I consider myself to be one of the lucky human beings that has found a way of recalling these moments or visions where I see beyond the usual and feel this intoxicating grace, wisdom, and joy. I do this through the art of painting. To me Art is not an outside and/or extra thing. It is a natural outcome of a state of being; the state of being is the important thing. For example I believe one can be a carpenter, a plumber, a toolmaker, or perform in many other occupations and can be a great artist at the same time. To be a good artist, I think one must have full play of one’s faculties and those who do, understand the relative value of things. Freedom can only be obtained through understanding of basic order and basic order is underlying all life. Those who have lived and grown at least to some degree in the spirit of freedom are our creative artists. They have a wonderful time. They keep the world going. They must leave their trace in some way, paint, stone, machinery, music, whatever. Also, the importance of what they do is often times underestimated at the time they are doing it.

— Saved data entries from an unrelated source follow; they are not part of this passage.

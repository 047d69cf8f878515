//! XLSX rendering of a report

use std::path::Path;

use rust_xlsxwriter::{Color, Format, Workbook, Worksheet, XlsxError};

use super::Report;
use crate::common::{Error, Result};
use crate::dataset::Cell;

/// Write the report to `path`
///
/// The workbook is saved to a temporary file next to `path` and then moved
/// into place, so `path` only ever holds a complete report.
pub fn write_xlsx(report: &Report<'_>, path: &Path) -> Result<()> {
    let shown = path.display().to_string();

    let mut workbook = build_workbook(report).map_err(|e| Error::report_write(&shown, e))?;

    let dir = match path.parent() {
        Some(parent) if !parent.as_os_str().is_empty() => parent,
        _ => Path::new("."),
    };
    let staging = tempfile::Builder::new()
        .prefix(".qna-report-")
        .suffix(".xlsx")
        .tempfile_in(dir)
        .map_err(|e| Error::report_write(&shown, e))?;

    workbook
        .save(staging.path())
        .map_err(|e| Error::report_write(&shown, e))?;

    staging
        .persist(path)
        .map_err(|e| Error::report_write(&shown, e.error))?;

    tracing::info!("Report written to {}", shown);
    Ok(())
}

fn build_workbook(report: &Report<'_>) -> std::result::Result<Workbook, XlsxError> {
    let mut workbook = Workbook::new();
    let header_format = Format::new().set_bold();
    let highlight = Format::new().set_background_color(Color::Red);

    let worksheet = workbook.add_worksheet();

    for (col, name) in report.header().iter().enumerate() {
        worksheet.write_string_with_format(0, col as u16, name, &header_format)?;
    }

    for (i, cells) in report.rows().enumerate() {
        let row = (i + 1) as u32;
        for (col, cell) in cells.iter().enumerate() {
            write_cell(worksheet, row, col as u16, cell, &highlight)?;
        }
    }

    Ok(workbook)
}

fn write_cell(
    worksheet: &mut Worksheet,
    row: u32,
    col: u16,
    cell: &Cell,
    highlight: &Format,
) -> std::result::Result<(), XlsxError> {
    match cell {
        Cell::Empty => {}
        Cell::Text(text) if Report::is_highlighted(cell) => {
            worksheet.write_string_with_format(row, col, text, highlight)?;
        }
        Cell::Text(text) => {
            worksheet.write_string(row, col, text)?;
        }
        Cell::Number(n) => {
            worksheet.write_number(row, col, *n)?;
        }
        Cell::Bool(b) => {
            worksheet.write_boolean(row, col, *b)?;
        }
    }
    Ok(())
}
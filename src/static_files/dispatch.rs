use std::path::PathBuf;

use crate::http::request::Method;
use crate::http::response::StatusCode;
use crate::static_files::resolver::FileInfo;

/// Which file supplies the response body.
#[derive(Debug, Clone, PartialEq, Eq)]
pub enum BodySource {
    /// The resolved request target
    File(PathBuf),
    /// The docroot's not-found fallback document
    NotFoundDocument,
    /// The docroot's not-supported fallback document
    NotSupportedDocument,
}

#[derive(Debug, Clone, PartialEq, Eq)]
pub struct Outcome {
    pub status: StatusCode,
    pub body: BodySource,
}

/// Chooses the response for a request. Only GET of a regular file succeeds.
pub fn dispatch(method: &Method, info: &FileInfo) -> Outcome {
    match method {
        Method::GET if info.is_regular_file => Outcome {
            status: StatusCode::Ok,
            body: BodySource::File(info.resolved_path.clone()),
        },
        Method::GET => Outcome {
            status: StatusCode::NotFound,
            body: BodySource::NotFoundDocument,
        },
        _ => Outcome {
            status: StatusCode::MethodNotAllowed,
            body: BodySource::NotSupportedDocument,
        },
    }
}
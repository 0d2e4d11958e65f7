use std::time::SystemTime;

use tokio::fs::File;

use crate::http::request::HeaderField;

/// HTTP status codes produced by the server.
///
/// - `Ok` (200): the requested file is served
/// - `NotFound` (404): nothing servable at that path
/// - `MethodNotAllowed` (405): any method other than GET
#[derive(Debug, Clone, Copy, PartialEq, Eq)]
pub enum StatusCode {
    /// 200 OK
    Ok,
    /// 404 Not Found
    NotFound,
    /// 405 Method Not Allowed
    MethodNotAllowed,
}

impl StatusCode {
    /// Returns the numeric HTTP status code.
    ///
    /// # Example
    ///
    /// ```
    /// # use hebottpd::http::response::StatusCode;
    /// assert_eq!(StatusCode::Ok.as_u16(), 200);
    /// assert_eq!(StatusCode::NotFound.as_u16(), 404);
    /// ```
    pub fn as_u16(&self) -> u16 {
        match self {
            StatusCode::Ok => 200,
            StatusCode::NotFound => 404,
            StatusCode::MethodNotAllowed => 405,
        }
    }

    /// Returns the standard HTTP reason phrase for this status code.
    pub fn reason_phrase(&self) -> &'static str {
        match self {
            StatusCode::Ok => "OK",
            StatusCode::NotFound => "Not Found",
            StatusCode::MethodNotAllowed => "Method Not Allowed",
        }
    }
}

/// Where the response bytes come from.
#[derive(Debug)]
pub enum Body {
    /// In-memory bytes.
    Bytes(Vec<u8>),
    /// An open file streamed to the client, with its byte length.
    File { file: File, len: u64 },
}

impl Body {
    pub fn len(&self) -> u64 {
        match self {
            Body::Bytes(b) => b.len() as u64,
            Body::File { len, .. } => *len,
        }
    }

    pub fn is_empty(&self) -> bool {
        self.len() == 0
    }
}

/// A complete HTTP response ready to be sent to a client.
#[derive(Debug)]
pub struct Response {
    pub status: StatusCode,
    /// The `<n>` echoed in the `HTTP/1.<n>` status line
    pub minor_version: u8,
    /// Header fields in the order they are written
    pub headers: Vec<HeaderField>,
    pub body: Body,
}

/// Builder for constructing HTTP responses in a fluent style.
///
/// `build` adds `Date`, `Server` (when set), `Connection: close` and
/// `Content-Length` unless a header of that name was supplied.
///
/// ```ignore
/// let response = ResponseBuilder::new(StatusCode::Ok)
///     .minor_version(1)
///     .server("hebottpd/1.0")
///     .body(Body::Bytes(b"hi".to_vec()))
///     .build();
/// ```
pub struct ResponseBuilder {
    status: StatusCode,
    minor_version: u8,
    server: Option<String>,
    headers: Vec<HeaderField>,
    body: Body,
}

impl ResponseBuilder {
    pub fn new(status: StatusCode) -> Self {
        Self {
            status,
            minor_version: 1,
            server: None,
            headers: Vec::new(),
            body: Body::Bytes(Vec::new()),
        }
    }

    pub fn minor_version(mut self, minor_version: u8) -> Self {
        self.minor_version = minor_version;
        self
    }

    pub fn server(mut self, server: impl Into<String>) -> Self {
        self.server = Some(server.into());
        self
    }

    /// Adds or replaces a header (names compare case-insensitively).
    pub fn header(mut self, name: impl Into<String>, value: impl Into<String>) -> Self {
        let field = HeaderField::new(name, value);
        self.headers
            .retain(|h| !h.name.eq_ignore_ascii_case(&field.name));
        self.headers.push(field);
        self
    }

    pub fn body(mut self, body: Body) -> Self {
        self.body = body;
        self
    }

    pub fn build(self) -> Response {
        let mut headers = Vec::with_capacity(self.headers.len() + 4);

        let mut standard = vec![HeaderField::new(
            "Date",
            httpdate::fmt_http_date(SystemTime::now()),
        )];
        if let Some(server) = self.server {
            standard.push(HeaderField::new("Server", server));
        }
        standard.push(HeaderField::new("Connection", "close"));
        standard.push(HeaderField::new("Content-Length", self.body.len().to_string()));

        for field in standard {
            if !self
                .headers
                .iter()
                .any(|h| h.name.eq_ignore_ascii_case(&field.name))
            {
                headers.push(field);
            }
        }
        headers.extend(self.headers);

        Response {
            status: self.status,
            minor_version: self.minor_version,
            headers,
            body: self.body,
        }
    }
}

impl Response {
    /// Looks up a header by name, ignoring ASCII case.
    pub fn header(&self, name: &str) -> Option<&str> {
        self.headers
            .iter()
            .find(|h| h.name.eq_ignore_ascii_case(name))
            .map(|h| h.value.as_str())
    }
}
use std::sync::Arc;

use hebottpd::config::Config;
use hebottpd::server;

#[tokio::main]
async fn main() -> anyhow::Result<()> {
    tracing_subscriber::fmt()
        .with_target(false)
        .with_level(true)
        .init();

    let cfg = match Config::load() {
        Ok(cfg) => cfg,
        Err(e) => {
            tracing::error!("{:#}", e);
            std::process::exit(1);
        }
    };

    tracing::info!(docroot = %cfg.static_files.docroot.display(), "Serving files");

    tokio::select! {
        res = server::listener::run(Arc::new(cfg)) => {
            res?;
        }

        _ = tokio::signal::ctrl_c() => {
            tracing::info!("Shutdown signal received");
        }
    }

    Ok(())
}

Art, I believe, is the inevitable consequence of growth, and is the manifestation of the principles of its origin. The work of art is a “result”. It is the output of a progress in development, and stands as a record, and marks a degree of development. It is not an end in itself, but the work indicates the course taken and the progress made. It promises more. For an artist to be interesting he must be interesting to himself. He must be capable of feeling intense passion, and  capable of profound contemplation. I believe he who has contemplated has met himself, and has a better chance of being in a state to see into the realities beyond the surface of his subject. Nature reveals to him; and seeing and feeling intensely, the artist attempts to capture his impression of the subject. In my case I attempt to do this with paint and a brush on canvas, and whether I will it or not, each brush stroke is an exact record of the state I was in at the exact moment the stroke was made, and there it is, to be seen and read by those who can read such signs, and to be read later by me, with some surprise, as a revelation to myself. The object of painting is not to make a picture-however unreasonable this may sound.

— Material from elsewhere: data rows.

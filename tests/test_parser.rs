use hebottpd::http::parser::{
    MAX_HEADER_COUNT, MAX_LINE_LENGTH, ParseError, parse_header_line, parse_request_line, read_request,
};
use hebottpd::http::request::Method;

#[tokio::test]
async fn test_parse_simple_get_request() {
    let mut req: &[u8] = b"GET /index.html HTTP/1.1\r\nHost: example.com\r\n\r\n";
    let parsed = read_request(&mut req).await.unwrap();

    assert_eq!(parsed.method, Method::GET);
    assert_eq!(parsed.path, "/index.html");
    assert_eq!(parsed.minor_version, 1);
    assert_eq!(parsed.header("Host"), Some("example.com"));
    assert!(parsed.body.is_none());
}

#[tokio::test]
async fn test_parse_http10_minor_version() {
    let mut req: &[u8] = b"GET / HTTP/1.0\r\n\r\n";
    let parsed = read_request(&mut req).await.unwrap();

    assert_eq!(parsed.minor_version, 0);
}

#[tokio::test]
async fn test_parse_headers_keep_arrival_order() {
    let mut req: &[u8] =
        b"GET /path HTTP/1.1\r\nHost: example.com\r\nUser-Agent: test-client\r\nAccept: */*\r\n\r\n";
    let parsed = read_request(&mut req).await.unwrap();

    let names: Vec<&str> = parsed.headers.iter().map(|h| h.name.as_str()).collect();
    assert_eq!(names, vec!["Host", "User-Agent", "Accept"]);
    assert_eq!(parsed.header("Accept"), Some("*/*"));
}

#[tokio::test]
async fn test_parse_header_values_strip_leading_whitespace() {
    let mut req: &[u8] = b"GET / HTTP/1.1\r\nX-A:plain\r\nX-B: \t spaced\r\nX-C:\t\ttabbed \r\n\r\n";
    let parsed = read_request(&mut req).await.unwrap();

    assert_eq!(parsed.headers.len(), 3);
    assert_eq!(parsed.header("X-A"), Some("plain"));
    assert_eq!(parsed.header("X-B"), Some("spaced"));
    assert_eq!(parsed.header("X-C"), Some("tabbed "));
}

#[tokio::test]
async fn test_parse_stops_at_blank_line() {
    let mut req: &[u8] = b"GET / HTTP/1.1\r\nHost: a\r\n\r\nleftover body";
    let parsed = read_request(&mut req).await.unwrap();

    assert_eq!(parsed.headers.len(), 1);
    assert_eq!(req, b"leftover body");
}

#[tokio::test]
async fn test_parse_accepts_bare_newlines() {
    let mut req: &[u8] = b"GET /a HTTP/1.1\nHost: example.com\n\n";
    let parsed = read_request(&mut req).await.unwrap();

    assert_eq!(parsed.path, "/a");
    assert_eq!(parsed.header("Host"), Some("example.com"));
}

#[tokio::test]
async fn test_parse_end_of_stream_ends_headers() {
    let mut req: &[u8] = b"GET / HTTP/1.1\r\nHost: example.com\r\n";
    let parsed = read_request(&mut req).await.unwrap();

    assert_eq!(parsed.headers.len(), 1);
}

#[tokio::test]
async fn test_parse_empty_stream_is_truncated() {
    let mut req: &[u8] = b"";
    let result = read_request(&mut req).await;

    assert!(matches!(result, Err(ParseError::TruncatedRequest)));
}

#[tokio::test]
async fn test_parse_unterminated_request_line_is_truncated() {
    let mut req: &[u8] = b"GET / HTTP/1.1";
    let result = read_request(&mut req).await;

    assert!(matches!(result, Err(ParseError::TruncatedRequest)));
}

#[tokio::test]
async fn test_parse_unterminated_header_line_is_truncated() {
    let mut req: &[u8] = b"GET / HTTP/1.1\r\nHost: exa";
    let result = read_request(&mut req).await;

    assert!(matches!(result, Err(ParseError::TruncatedRequest)));
}

#[tokio::test]
async fn test_parse_missing_version_token() {
    let mut req: &[u8] = b"GET /index.html\r\n\r\n";
    let result = read_request(&mut req).await;

    assert!(matches!(result, Err(ParseError::MalformedRequestLine)));
}

#[tokio::test]
async fn test_parse_malformed_header() {
    let mut req: &[u8] = b"GET / HTTP/1.1\r\nBrokenHeader\r\n\r\n";
    let result = read_request(&mut req).await;

    assert!(matches!(result, Err(ParseError::MalformedHeaderLine)));
}

#[tokio::test]
async fn test_parse_http2_is_unsupported() {
    let mut req: &[u8] = b"GET /x HTTP/2.0\r\n";
    let result = read_request(&mut req).await;

    assert!(matches!(result, Err(ParseError::UnsupportedProtocol)));
}

#[tokio::test]
async fn test_parse_overlong_line() {
    let line = format!("GET /{} HTTP/1.1\r\n\r\n", "a".repeat(MAX_LINE_LENGTH));
    let mut req = line.as_bytes();
    let result = read_request(&mut req).await;

    assert!(matches!(result, Err(ParseError::LineTooLong)));
}

#[tokio::test]
async fn test_parse_header_count_limit() {
    let mut at_limit = String::from("GET / HTTP/1.1\r\n");
    for i in 0..MAX_HEADER_COUNT {
        at_limit.push_str(&format!("X-H{}: {}\r\n", i, "v".repeat(100)));
    }
    let over_limit = format!("{}X-Extra: 1\r\n\r\n", at_limit);
    at_limit.push_str("\r\n");

    let mut req = at_limit.as_bytes();
    let parsed = read_request(&mut req).await.unwrap();
    assert_eq!(parsed.headers.len(), MAX_HEADER_COUNT);

    let mut req = over_limit.as_bytes();
    let result = read_request(&mut req).await;
    assert!(matches!(result, Err(ParseError::TooManyHeaders)));
}

#[tokio::test]
async fn test_parse_header_flood_stops_early() {
    let mut flood = String::from("GET / HTTP/1.1\r\n");
    for i in 0..20_000 {
        flood.push_str(&format!("X-H{}: {}\r\n", i, "v".repeat(100)));
    }
    flood.push_str("\r\n");

    let mut req = flood.as_bytes();
    let result = read_request(&mut req).await;

    assert!(matches!(result, Err(ParseError::TooManyHeaders)));
    // reading stopped right after the first rejected line
    assert!(req.len() > flood.len() / 2);
}

#[test]
fn test_request_line_various_methods() {
    let methods = vec![
        ("GET", Method::GET),
        ("POST", Method::POST),
        ("PUT", Method::PUT),
        ("DELETE", Method::DELETE),
        ("HEAD", Method::HEAD),
        ("OPTIONS", Method::OPTIONS),
        ("PATCH", Method::PATCH),
        ("BREW", Method::Other("BREW".to_string())),
    ];

    for (token, expected) in methods {
        for minor in 0..=9u8 {
            let line = format!("{} /some/path HTTP/1.{}", token, minor);
            let parsed = parse_request_line(&line).unwrap();
            assert_eq!(parsed.method, expected);
            assert_eq!(parsed.path, "/some/path");
            assert_eq!(parsed.minor_version, minor);
        }
    }
}

#[test]
fn test_request_line_token_count() {
    assert!(matches!(parse_request_line(""), Err(ParseError::MalformedRequestLine)));
    assert!(matches!(parse_request_line("GET"), Err(ParseError::MalformedRequestLine)));
    assert!(matches!(
        parse_request_line("GET / HTTP/1.1 extra"),
        Err(ParseError::MalformedRequestLine)
    ));
}

#[test]
fn test_request_line_rejects_other_versions() {
    for version in ["HTTP/1.", "HTTP/1.x", "HTTP/1.11", "HTTP/0.9", "HTTPS/1.1", "http/1.1"] {
        let line = format!("GET / {}", version);
        assert!(
            matches!(parse_request_line(&line), Err(ParseError::UnsupportedProtocol)),
            "{} should be rejected",
            version
        );
    }
}

#[test]
fn test_header_line_splits_at_first_colon() {
    let field = parse_header_line(b"Host: localhost:18080").unwrap();

    assert_eq!(field.name, "Host");
    assert_eq!(field.value, "localhost:18080");
}

#[test]
fn test_header_line_empty_value() {
    let field = parse_header_line(b"X-Empty:").unwrap();

    assert_eq!(field.name, "X-Empty");
    assert_eq!(field.value, "");
}

#[test]
fn test_header_line_rejects_invalid_utf8() {
    let result = parse_header_line(b"X-Bin: \xff\xfe");

    assert!(matches!(result, Err(ParseError::MalformedHeaderLine)));
}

Although it seems that all fundamental principles of nature are orderly, it appears humanity needs a fine, sure freedom to express these principles. When they are expressed freely, we find grace, wisdom, and joy, and that is the object of trying to do a painting. The painting, if one results, is a by-product and may be useful, valuable, or interesting as a sign of what has passed. The object which is behind every true work of art, is the attainment of a state of being, a state of high functioning, a more than ordinary moment of existence. Believing that, I don’t see myself as a story teller, historian, or reporter. I feel more closely related to the poet or musician. I try to deal with moods, together with other visual and emotional stimuli. Drawing and painting skills are important and must be present in the painting, but it is the ability to communicate the emotion, spirit, or essence of the subject to the viewer that is essential. In order to accomplish this, my subjects are selfishly chosen. I paint subjects that inspire me in ways to interpret color, movement, texture, and mood. Poetry is the goal.